The CAC found that while it was “cost prohibitive” for commercial landscapers to remove leaves in the Fall with electric blowers, it recommended in Option One that the Board mitigate the gas blowers’ harmful effects on residents by designating three electric-only days per week during the three-month leaf season. On the remaining four days, landscapers can continue to start at 8 AM, use multiple gas blowers at the same time and blow without limit on small lots in our densely populated neighborhoods. But at least residents would know that they have three days, including weekends, to enjoy their homes and community free of harmful noise and emissions.

The CAC’s Option One compromise is more than fair to the landscapers who operate in Scarsdale and to the residents who employ them. The harm caused by gas blower noise pollution and emissions documented in the CAC report would easily justify a total ban. I strongly urge the Board to schedule a hearing on a resolution amending the Village Code to implement Option One in time to protect residents this Spring.

Anne Hintermeister
Chase Road

This letter was written by Susan Douglass:

Dear Mayor Samwick and Trustees:
As a resident of Scarsdale for over three decades, who works from home in Fox Meadow and who is also frequently out walking in many of Scarsdale’s other neighborhoods, I can attest to the hugely negative impact of gas-powered leaf blowers. The ear-splitting noise and toxic fumes are detrimental to everyone’s health. Fortunately, there are other solutions available to clear residents’ properties of leaves.
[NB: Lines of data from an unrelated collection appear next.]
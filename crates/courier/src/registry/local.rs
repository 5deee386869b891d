//! Registry of local command bindings.

use std::collections::HashMap;
use std::sync::{Arc, RwLock};

use tracing::{debug, info};

use crate::errors::{CommandError, DispatchError};
use crate::local::{CommandDescriptor, CommandFn, CommandHandler, CommandSender, CommandStatus, SenderKind};

use super::{HandlerId, REGISTRY_TARGET, handler_name, poisoned};

/// Normalises a command name for lookup.
pub(crate) fn command_key(name: &str) -> String {
    name.trim().to_ascii_lowercase()
}

/// Type-erased handler plus the method servicing one command.
trait BoundTarget: Send + Sync {
    fn handler_id(&self) -> HandlerId;

    fn handler_name(&self) -> &'static str;

    fn invoke(
        &self,
        sender: &dyn CommandSender,
        kind: SenderKind,
        descriptor: &CommandDescriptor,
        command: &str,
        arguments: &[String],
    ) -> Result<CommandStatus, CommandError>;

    fn handle_status(&self, status: CommandStatus, sender: &dyn CommandSender, kind: SenderKind);
}

struct TypedTarget<H> {
    handler: Arc<H>,
    target: CommandFn<H>,
}

impl<H: CommandHandler> BoundTarget for TypedTarget<H> {
    fn handler_id(&self) -> HandlerId {
        HandlerId::of(&self.handler)
    }

    fn handler_name(&self) -> &'static str {
        handler_name::<H>()
    }

    fn invoke(
        &self,
        sender: &dyn CommandSender,
        kind: SenderKind,
        descriptor: &CommandDescriptor,
        command: &str,
        arguments: &[String],
    ) -> Result<CommandStatus, CommandError> {
        (self.target)(&self.handler, sender, kind, descriptor, command, arguments)
    }

    fn handle_status(&self, status: CommandStatus, sender: &dyn CommandSender, kind: SenderKind) {
        self.handler.handle_command_status(status, sender, kind);
    }
}

/// Live association of one command name with a handler method.
pub(crate) struct HandlerBinding {
    descriptor: CommandDescriptor,
    target: Box<dyn BoundTarget>,
}

impl HandlerBinding {
    pub(crate) fn descriptor(&self) -> &CommandDescriptor {
        &self.descriptor
    }

    pub(crate) fn handler_id(&self) -> HandlerId {
        self.target.handler_id()
    }

    pub(crate) fn handler_name(&self) -> &'static str {
        self.target.handler_name()
    }

    pub(crate) fn invoke(
        &self,
        sender: &dyn CommandSender,
        kind: SenderKind,
        command: &str,
        arguments: &[String],
    ) -> Result<CommandStatus, CommandError> {
        self.target
            .invoke(sender, kind, &self.descriptor, command, arguments)
    }

    pub(crate) fn handle_status(
        &self,
        status: CommandStatus,
        sender: &dyn CommandSender,
        kind: SenderKind,
    ) {
        self.target.handle_status(status, sender, kind);
    }
}

/// Command name to binding map; the last registration for a name wins.
#[derive(Default)]
pub(crate) struct CommandRegistry {
    bindings: RwLock<HashMap<String, Arc<HandlerBinding>>>,
}

impl CommandRegistry {
    /// Binds every eligible command `handler` declares.
    ///
    /// Returns the number of commands bound.
    pub(crate) fn register<H: CommandHandler>(&self, handler: &Arc<H>) -> Result<usize, DispatchError> {
        let name = handler_name::<H>();
        let mut staged = Vec::new();
        for method in handler.commands() {
            if let Some(reason) = method.descriptor.ineligibility() {
                debug!(
                    target: REGISTRY_TARGET,
                    handler = name,
                    command = method.descriptor.name(),
                    reason,
                    "skipping ineligible command"
                );
                continue;
            }
            let binding = HandlerBinding {
                target: Box::new(TypedTarget {
                    handler: Arc::clone(handler),
                    target: method.target,
                }),
                descriptor: method.descriptor,
            };
            staged.push((command_key(binding.descriptor.name()), Arc::new(binding)));
        }

        let mut bindings = self.bindings.write().map_err(|_| poisoned("command"))?;
        let count = staged.len();
        for (key, binding) in staged {
            if let Some(previous) = bindings.insert(key, binding) {
                info!(
                    target: REGISTRY_TARGET,
                    command = previous.descriptor().name(),
                    replaced = previous.handler_name(),
                    handler = name,
                    "command binding replaced"
                );
            }
        }
        debug!(target: REGISTRY_TARGET, handler = name, count, "registered commands");
        Ok(count)
    }

    /// Removes every binding that points at `handler`.
    ///
    /// Bindings owned by other handlers, including other instances of the
    /// same type, are kept. Returns the number of bindings removed.
    pub(crate) fn unregister<H: CommandHandler>(&self, handler: &Arc<H>) -> Result<usize, DispatchError> {
        let id = HandlerId::of(handler);
        let mut bindings = self.bindings.write().map_err(|_| poisoned("command"))?;
        let before = bindings.len();
        bindings.retain(|_, binding| binding.handler_id() != id);
        let removed = before - bindings.len();
        debug!(
            target: REGISTRY_TARGET,
            handler = handler_name::<H>(),
            removed,
            "unregistered commands"
        );
        Ok(removed)
    }

    pub(crate) fn resolve(&self, name: &str) -> Result<Option<Arc<HandlerBinding>>, DispatchError> {
        let bindings = self.bindings.read().map_err(|_| poisoned("command"))?;
        Ok(bindings.get(&command_key(name)).cloned())
    }

    /// Registered command names, sorted.
    pub(crate) fn names(&self) -> Result<Vec<String>, DispatchError> {
        let bindings = self.bindings.read().map_err(|_| poisoned("command"))?;
        let mut names: Vec<String> = bindings
            .values()
            .map(|binding| binding.descriptor().name().to_owned())
            .collect();
        names.sort();
        Ok(names)
    }

    pub(crate) fn len(&self) -> Result<usize, DispatchError> {
        let bindings = self.bindings.read().map_err(|_| poisoned("command"))?;
        Ok(bindings.len())
    }
}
I strongly urge the Board of Trustees to adopt “Option 1” set forth in the December 2020 Scarsdale Conservation Advisory Council (“CAC”) report, “Mitigating the Health, Environment, and Quality of Life Impacts of Gas Leaf Blowers.”

The CAC’s findings that “[g]as leaf blowers pollute the air, negatively impact landscapers’ health, and have excessive noise levels that negatively impact the quality of life for residents …” cannot be disputed. The only open issue is what to do about this detrimental, man-made, and avoidable situation. Do we sacrifice our well-being for the convenience of the landscaping industry, or do we require the landscaping industry to take steps to protect their customers, their own workers, and the well-being of the surrounding neighbors?

The current regulations in Scarsdale prohibit the use of gas-powered leaf blowers from June 1 to September 30; at other times, they may be used Monday through Friday from 8:00 a.m. to 5:00 p.m., and on the weekends from 10:00 a.m. to 5:00 p.m. The regulations exempt golf courses, municipal properties, and schools from these use restrictions, and gas blowers may also be used during emergencies.

In my view, the CAC’s proposals, while helpful, do not go far enough; the Board should adopt “Option 1” as a minimum, incremental step. This option proposes banning the use of gas leaf blowers Saturday through Monday, and extends the ban from January. Thus, gas-powered leaf blowers could be used Tuesday through Friday, from October 1 through December 31 – the main leaf season. Electric leaf blowers, which are non-polluting and quieter, could be used at any time of the day throughout the year.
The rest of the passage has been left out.